What to do:
For each line of the data that includes the word "sequence", copy the line.

Provided data:

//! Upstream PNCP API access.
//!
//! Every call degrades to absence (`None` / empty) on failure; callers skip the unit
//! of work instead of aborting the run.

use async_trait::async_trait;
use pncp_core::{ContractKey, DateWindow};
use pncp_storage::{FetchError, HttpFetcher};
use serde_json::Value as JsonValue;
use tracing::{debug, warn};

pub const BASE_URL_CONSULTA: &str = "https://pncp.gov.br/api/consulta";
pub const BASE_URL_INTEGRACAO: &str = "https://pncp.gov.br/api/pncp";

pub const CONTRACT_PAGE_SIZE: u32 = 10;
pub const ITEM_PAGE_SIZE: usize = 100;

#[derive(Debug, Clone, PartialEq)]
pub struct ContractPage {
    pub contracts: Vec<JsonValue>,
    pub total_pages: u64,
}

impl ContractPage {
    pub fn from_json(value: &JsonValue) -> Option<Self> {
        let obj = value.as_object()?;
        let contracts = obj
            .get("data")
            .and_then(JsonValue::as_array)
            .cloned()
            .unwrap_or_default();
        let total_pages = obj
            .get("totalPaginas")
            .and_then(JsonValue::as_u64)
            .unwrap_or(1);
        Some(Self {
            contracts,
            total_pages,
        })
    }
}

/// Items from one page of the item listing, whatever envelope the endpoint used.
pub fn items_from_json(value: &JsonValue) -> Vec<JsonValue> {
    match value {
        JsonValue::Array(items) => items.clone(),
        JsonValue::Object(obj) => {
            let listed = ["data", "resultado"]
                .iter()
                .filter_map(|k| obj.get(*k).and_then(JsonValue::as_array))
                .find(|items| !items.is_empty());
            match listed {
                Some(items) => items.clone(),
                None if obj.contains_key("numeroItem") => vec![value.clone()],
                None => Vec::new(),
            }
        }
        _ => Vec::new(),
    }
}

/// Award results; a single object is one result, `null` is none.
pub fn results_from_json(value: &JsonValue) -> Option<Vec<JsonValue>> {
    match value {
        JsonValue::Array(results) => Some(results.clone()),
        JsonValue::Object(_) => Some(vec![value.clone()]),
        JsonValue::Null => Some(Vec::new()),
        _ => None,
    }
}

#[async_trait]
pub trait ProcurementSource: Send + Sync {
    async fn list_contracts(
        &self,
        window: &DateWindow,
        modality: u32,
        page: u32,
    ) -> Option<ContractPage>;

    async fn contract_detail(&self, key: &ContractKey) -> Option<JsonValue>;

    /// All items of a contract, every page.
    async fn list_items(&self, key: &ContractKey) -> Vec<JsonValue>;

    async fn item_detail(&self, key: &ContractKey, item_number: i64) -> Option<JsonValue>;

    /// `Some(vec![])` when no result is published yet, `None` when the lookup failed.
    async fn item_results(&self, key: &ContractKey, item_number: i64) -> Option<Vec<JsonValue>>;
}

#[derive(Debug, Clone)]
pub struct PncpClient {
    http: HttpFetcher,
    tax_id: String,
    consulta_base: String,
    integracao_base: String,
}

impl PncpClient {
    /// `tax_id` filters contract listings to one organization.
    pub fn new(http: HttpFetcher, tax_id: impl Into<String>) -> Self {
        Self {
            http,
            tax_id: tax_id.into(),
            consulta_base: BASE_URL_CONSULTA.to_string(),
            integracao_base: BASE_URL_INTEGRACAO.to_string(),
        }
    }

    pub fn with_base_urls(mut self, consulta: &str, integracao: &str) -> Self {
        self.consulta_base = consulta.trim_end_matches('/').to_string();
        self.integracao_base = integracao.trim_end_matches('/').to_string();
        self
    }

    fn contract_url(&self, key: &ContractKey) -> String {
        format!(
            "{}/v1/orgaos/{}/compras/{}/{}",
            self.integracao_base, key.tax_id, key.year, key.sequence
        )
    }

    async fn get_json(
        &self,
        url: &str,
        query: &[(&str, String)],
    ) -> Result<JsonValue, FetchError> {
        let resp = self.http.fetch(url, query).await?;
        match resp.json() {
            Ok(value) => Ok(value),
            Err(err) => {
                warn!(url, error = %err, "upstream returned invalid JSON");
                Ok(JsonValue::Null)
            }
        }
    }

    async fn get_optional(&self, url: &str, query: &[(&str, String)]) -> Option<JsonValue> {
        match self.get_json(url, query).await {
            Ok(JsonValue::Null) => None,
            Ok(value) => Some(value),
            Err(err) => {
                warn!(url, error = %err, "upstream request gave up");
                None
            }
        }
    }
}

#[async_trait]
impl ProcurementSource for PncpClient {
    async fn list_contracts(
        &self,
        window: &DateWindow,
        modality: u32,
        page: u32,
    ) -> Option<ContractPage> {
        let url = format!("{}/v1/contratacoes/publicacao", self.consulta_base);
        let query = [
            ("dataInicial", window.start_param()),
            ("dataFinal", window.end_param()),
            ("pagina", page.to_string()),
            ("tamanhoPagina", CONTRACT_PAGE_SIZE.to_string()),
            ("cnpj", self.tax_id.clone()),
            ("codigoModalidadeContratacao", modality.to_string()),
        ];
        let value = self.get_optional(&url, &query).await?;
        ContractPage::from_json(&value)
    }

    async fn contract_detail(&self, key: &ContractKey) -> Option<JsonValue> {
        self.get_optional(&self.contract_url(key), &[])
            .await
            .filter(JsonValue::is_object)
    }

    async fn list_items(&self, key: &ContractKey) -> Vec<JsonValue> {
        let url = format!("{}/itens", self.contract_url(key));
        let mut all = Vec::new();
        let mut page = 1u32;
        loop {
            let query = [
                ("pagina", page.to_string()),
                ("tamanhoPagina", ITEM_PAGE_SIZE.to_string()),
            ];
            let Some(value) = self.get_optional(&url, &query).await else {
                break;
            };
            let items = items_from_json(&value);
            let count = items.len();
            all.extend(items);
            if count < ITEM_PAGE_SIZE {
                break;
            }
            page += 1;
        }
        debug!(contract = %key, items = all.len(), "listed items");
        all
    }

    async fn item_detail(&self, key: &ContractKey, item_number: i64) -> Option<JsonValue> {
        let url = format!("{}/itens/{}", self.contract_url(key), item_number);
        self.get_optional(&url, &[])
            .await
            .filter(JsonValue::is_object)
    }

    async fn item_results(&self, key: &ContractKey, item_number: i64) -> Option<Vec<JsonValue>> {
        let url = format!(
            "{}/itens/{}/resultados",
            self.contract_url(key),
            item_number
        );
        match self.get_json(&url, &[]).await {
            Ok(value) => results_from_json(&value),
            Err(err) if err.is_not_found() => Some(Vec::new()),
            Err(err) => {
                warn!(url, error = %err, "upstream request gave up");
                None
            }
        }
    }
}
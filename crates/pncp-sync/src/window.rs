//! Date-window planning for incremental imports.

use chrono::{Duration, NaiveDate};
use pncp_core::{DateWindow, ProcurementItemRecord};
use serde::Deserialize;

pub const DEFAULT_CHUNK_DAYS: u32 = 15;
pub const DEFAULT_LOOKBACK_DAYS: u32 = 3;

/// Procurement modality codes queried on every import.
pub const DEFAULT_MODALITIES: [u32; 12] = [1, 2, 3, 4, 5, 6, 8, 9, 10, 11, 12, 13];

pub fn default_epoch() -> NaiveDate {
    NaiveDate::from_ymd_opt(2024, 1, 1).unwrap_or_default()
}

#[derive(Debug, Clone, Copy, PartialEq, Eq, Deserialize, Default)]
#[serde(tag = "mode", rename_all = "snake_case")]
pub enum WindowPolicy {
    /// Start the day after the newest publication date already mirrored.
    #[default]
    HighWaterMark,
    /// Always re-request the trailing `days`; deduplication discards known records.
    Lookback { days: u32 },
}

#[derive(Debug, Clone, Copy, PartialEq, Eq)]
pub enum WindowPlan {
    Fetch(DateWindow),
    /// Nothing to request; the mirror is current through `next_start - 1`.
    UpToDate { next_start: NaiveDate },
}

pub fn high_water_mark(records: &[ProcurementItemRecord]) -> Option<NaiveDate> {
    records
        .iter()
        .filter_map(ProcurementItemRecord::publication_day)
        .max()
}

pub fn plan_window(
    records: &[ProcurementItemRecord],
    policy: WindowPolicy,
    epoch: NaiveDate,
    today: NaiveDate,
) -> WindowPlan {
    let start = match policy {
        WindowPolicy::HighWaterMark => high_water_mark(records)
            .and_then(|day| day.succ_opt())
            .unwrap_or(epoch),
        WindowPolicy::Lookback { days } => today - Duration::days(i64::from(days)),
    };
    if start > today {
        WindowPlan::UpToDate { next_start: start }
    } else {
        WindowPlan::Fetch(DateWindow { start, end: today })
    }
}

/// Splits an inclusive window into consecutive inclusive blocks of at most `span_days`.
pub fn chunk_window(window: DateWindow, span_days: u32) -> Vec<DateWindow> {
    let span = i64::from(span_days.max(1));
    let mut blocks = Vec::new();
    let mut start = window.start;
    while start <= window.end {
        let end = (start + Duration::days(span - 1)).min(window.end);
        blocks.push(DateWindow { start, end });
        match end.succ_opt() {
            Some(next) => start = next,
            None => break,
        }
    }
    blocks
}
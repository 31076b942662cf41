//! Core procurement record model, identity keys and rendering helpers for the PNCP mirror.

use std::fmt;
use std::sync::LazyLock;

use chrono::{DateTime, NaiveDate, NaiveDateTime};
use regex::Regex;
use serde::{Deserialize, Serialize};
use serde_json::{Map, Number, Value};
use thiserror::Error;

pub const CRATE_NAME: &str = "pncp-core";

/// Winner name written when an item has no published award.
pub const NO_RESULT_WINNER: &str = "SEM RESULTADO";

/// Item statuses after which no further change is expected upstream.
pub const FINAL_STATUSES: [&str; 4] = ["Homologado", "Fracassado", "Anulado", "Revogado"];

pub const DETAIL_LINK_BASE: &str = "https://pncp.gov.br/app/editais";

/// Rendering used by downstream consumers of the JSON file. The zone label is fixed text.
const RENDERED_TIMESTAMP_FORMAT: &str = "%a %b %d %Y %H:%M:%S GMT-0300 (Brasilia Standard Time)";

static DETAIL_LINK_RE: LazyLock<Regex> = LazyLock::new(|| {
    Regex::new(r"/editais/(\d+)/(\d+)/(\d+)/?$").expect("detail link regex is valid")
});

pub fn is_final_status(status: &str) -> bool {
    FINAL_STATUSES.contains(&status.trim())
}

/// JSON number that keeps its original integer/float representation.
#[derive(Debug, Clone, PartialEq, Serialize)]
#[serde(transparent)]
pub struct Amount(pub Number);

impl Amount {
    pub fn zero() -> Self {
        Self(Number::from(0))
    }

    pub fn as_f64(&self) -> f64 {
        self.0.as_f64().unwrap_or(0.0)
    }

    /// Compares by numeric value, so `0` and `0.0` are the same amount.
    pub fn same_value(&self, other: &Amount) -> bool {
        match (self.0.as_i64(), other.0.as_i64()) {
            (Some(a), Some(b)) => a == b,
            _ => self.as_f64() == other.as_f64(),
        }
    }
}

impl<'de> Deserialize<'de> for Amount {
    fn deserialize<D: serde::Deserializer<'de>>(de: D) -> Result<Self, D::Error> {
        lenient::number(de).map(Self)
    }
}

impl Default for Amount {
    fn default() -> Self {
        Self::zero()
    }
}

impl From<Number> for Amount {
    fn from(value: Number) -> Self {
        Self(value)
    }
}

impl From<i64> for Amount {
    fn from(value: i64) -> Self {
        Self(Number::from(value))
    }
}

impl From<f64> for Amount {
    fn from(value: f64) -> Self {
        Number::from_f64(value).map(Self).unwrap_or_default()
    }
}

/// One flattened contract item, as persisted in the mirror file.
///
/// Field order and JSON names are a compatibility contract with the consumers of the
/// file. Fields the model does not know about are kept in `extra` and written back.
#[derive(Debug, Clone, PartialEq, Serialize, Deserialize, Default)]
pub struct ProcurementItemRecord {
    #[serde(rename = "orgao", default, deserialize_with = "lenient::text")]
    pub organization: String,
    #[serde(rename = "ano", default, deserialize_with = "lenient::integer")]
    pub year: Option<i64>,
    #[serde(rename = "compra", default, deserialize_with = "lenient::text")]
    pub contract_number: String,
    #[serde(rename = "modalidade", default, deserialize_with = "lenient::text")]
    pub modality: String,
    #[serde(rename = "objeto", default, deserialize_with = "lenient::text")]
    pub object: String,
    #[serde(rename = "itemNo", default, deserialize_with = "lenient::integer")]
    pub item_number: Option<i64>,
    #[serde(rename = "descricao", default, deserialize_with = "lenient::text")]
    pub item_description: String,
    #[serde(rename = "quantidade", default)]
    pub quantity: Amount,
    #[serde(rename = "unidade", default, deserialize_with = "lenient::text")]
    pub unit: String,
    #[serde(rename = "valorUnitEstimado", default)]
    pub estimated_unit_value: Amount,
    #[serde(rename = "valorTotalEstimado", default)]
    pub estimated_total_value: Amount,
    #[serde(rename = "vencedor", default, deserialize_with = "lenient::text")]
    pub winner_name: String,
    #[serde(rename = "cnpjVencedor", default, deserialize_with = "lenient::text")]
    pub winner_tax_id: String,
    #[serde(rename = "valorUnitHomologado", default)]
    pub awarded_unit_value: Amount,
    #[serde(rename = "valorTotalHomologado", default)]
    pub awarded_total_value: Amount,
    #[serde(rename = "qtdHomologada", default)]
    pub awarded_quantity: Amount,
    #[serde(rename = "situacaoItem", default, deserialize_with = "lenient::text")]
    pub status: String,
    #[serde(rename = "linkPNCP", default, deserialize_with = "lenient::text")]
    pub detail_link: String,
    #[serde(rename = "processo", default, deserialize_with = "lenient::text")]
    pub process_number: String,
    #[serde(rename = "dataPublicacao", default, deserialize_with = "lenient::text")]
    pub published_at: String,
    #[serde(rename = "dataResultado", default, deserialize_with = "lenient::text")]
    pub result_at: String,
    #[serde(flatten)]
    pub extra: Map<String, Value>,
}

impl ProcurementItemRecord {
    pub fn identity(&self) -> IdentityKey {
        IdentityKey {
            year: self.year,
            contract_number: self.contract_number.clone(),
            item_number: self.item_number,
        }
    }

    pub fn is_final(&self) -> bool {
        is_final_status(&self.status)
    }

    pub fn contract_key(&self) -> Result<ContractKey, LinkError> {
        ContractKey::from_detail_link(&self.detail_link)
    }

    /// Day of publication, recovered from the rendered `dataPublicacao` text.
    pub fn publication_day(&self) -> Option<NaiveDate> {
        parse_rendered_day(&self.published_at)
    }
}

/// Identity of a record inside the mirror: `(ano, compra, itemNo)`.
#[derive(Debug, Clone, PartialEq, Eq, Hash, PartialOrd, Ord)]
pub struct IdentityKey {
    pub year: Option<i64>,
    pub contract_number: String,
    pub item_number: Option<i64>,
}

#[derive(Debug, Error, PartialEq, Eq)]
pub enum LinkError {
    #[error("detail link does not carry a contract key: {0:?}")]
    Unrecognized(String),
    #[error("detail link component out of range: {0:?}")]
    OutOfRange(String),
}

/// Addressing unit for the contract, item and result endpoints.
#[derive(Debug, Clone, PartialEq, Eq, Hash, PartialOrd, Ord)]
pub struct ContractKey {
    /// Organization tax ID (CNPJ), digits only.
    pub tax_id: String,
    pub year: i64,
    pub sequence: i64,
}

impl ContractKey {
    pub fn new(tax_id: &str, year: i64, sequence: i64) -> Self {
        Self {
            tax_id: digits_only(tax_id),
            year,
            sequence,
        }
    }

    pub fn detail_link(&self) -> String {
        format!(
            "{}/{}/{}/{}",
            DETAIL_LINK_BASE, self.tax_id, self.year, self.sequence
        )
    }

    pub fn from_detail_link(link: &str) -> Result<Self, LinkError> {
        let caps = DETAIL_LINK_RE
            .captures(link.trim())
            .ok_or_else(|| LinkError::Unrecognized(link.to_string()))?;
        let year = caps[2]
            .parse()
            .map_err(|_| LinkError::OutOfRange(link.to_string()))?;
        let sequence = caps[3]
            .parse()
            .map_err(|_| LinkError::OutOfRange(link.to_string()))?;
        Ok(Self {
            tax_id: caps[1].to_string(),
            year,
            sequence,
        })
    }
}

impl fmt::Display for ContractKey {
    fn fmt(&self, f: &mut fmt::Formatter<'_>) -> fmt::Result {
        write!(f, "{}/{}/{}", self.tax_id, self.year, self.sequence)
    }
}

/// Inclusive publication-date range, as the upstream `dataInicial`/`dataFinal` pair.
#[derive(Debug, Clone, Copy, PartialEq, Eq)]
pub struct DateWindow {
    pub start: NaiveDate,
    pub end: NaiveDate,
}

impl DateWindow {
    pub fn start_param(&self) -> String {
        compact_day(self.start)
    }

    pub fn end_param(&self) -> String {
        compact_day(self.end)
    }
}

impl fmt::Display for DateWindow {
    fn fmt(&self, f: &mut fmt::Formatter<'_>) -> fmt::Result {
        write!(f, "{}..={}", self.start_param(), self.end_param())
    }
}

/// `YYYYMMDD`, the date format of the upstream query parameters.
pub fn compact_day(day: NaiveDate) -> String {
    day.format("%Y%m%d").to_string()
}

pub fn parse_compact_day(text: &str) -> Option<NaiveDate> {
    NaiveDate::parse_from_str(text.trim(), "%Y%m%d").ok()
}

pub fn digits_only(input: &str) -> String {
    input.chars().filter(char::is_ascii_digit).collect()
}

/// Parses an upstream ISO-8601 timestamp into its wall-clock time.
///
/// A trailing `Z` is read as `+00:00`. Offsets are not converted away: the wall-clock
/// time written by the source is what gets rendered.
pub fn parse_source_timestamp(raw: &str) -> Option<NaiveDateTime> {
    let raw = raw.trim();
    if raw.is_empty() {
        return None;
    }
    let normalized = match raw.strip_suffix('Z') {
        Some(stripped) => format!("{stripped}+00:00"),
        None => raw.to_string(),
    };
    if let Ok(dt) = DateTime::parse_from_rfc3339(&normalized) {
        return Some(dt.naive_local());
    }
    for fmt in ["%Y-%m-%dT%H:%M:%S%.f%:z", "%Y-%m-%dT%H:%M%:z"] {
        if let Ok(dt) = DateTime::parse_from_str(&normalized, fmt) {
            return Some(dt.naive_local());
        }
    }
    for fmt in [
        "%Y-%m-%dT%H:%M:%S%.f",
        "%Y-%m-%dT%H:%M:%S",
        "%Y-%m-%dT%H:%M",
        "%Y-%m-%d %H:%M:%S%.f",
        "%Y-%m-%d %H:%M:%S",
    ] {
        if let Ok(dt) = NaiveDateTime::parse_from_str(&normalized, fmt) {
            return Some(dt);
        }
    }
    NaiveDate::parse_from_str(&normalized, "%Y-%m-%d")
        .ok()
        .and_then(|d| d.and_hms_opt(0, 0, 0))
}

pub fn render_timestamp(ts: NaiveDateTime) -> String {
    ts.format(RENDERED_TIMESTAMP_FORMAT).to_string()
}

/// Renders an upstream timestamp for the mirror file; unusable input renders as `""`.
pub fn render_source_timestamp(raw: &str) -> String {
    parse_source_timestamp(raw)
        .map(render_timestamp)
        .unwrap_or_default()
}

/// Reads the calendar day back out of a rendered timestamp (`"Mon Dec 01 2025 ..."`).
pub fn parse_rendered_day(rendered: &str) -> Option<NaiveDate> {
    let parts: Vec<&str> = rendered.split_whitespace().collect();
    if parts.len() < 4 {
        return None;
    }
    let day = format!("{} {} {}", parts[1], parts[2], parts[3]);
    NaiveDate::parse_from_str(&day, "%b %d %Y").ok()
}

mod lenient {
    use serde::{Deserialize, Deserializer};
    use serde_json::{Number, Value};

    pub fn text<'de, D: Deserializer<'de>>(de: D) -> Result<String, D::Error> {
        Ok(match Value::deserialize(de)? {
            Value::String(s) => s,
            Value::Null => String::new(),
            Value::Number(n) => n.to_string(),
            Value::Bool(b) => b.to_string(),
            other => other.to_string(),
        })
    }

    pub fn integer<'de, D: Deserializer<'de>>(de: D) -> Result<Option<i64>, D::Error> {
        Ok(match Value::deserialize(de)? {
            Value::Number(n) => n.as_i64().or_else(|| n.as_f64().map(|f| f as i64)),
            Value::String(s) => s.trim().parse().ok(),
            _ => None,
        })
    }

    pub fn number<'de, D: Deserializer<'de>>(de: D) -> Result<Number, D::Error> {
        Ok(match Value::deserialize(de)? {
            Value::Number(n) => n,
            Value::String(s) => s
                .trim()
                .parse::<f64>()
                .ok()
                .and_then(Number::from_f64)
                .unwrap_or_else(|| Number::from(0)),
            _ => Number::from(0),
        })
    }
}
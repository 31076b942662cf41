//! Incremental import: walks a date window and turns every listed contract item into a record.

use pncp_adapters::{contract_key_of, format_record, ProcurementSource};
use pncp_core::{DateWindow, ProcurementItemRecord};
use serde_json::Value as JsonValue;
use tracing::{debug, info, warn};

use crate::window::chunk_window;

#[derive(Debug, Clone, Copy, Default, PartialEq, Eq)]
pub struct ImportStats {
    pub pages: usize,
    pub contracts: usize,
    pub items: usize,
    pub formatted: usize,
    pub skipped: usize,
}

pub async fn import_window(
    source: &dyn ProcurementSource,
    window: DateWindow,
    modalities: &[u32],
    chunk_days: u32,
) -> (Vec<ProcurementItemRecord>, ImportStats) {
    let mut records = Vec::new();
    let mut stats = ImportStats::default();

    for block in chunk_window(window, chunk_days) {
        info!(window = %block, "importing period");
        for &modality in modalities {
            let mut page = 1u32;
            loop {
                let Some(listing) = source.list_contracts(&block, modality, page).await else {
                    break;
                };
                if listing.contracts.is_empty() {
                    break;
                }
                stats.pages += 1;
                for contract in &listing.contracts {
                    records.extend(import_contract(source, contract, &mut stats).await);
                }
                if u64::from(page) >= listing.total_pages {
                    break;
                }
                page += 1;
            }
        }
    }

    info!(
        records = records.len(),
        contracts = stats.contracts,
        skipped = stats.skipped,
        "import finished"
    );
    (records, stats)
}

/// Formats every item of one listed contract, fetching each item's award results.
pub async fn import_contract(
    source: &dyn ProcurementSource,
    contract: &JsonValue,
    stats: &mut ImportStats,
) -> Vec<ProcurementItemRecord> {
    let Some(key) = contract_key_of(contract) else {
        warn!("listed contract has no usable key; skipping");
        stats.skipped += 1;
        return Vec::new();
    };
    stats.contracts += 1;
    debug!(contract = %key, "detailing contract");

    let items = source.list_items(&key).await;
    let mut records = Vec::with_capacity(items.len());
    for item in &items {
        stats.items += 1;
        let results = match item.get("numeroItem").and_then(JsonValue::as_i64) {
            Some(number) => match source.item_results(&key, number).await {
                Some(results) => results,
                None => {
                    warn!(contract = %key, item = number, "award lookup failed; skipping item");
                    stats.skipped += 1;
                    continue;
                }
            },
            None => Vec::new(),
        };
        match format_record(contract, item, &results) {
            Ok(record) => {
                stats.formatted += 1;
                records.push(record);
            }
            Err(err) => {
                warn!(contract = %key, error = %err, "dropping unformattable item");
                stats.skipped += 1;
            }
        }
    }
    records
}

Result of the exercise:
            self.integracao_base, key.tax_id, key.year, key.sequence
    pub sequence: i64,
    pub fn new(tax_id: &str, year: i64, sequence: i64) -> Self {
            sequence,
            DETAIL_LINK_BASE, self.tax_id, self.year, self.sequence
        let sequence = caps[3]
            sequence,
        write!(f, "{}/{}/{}", self.tax_id, self.year, self.sequence)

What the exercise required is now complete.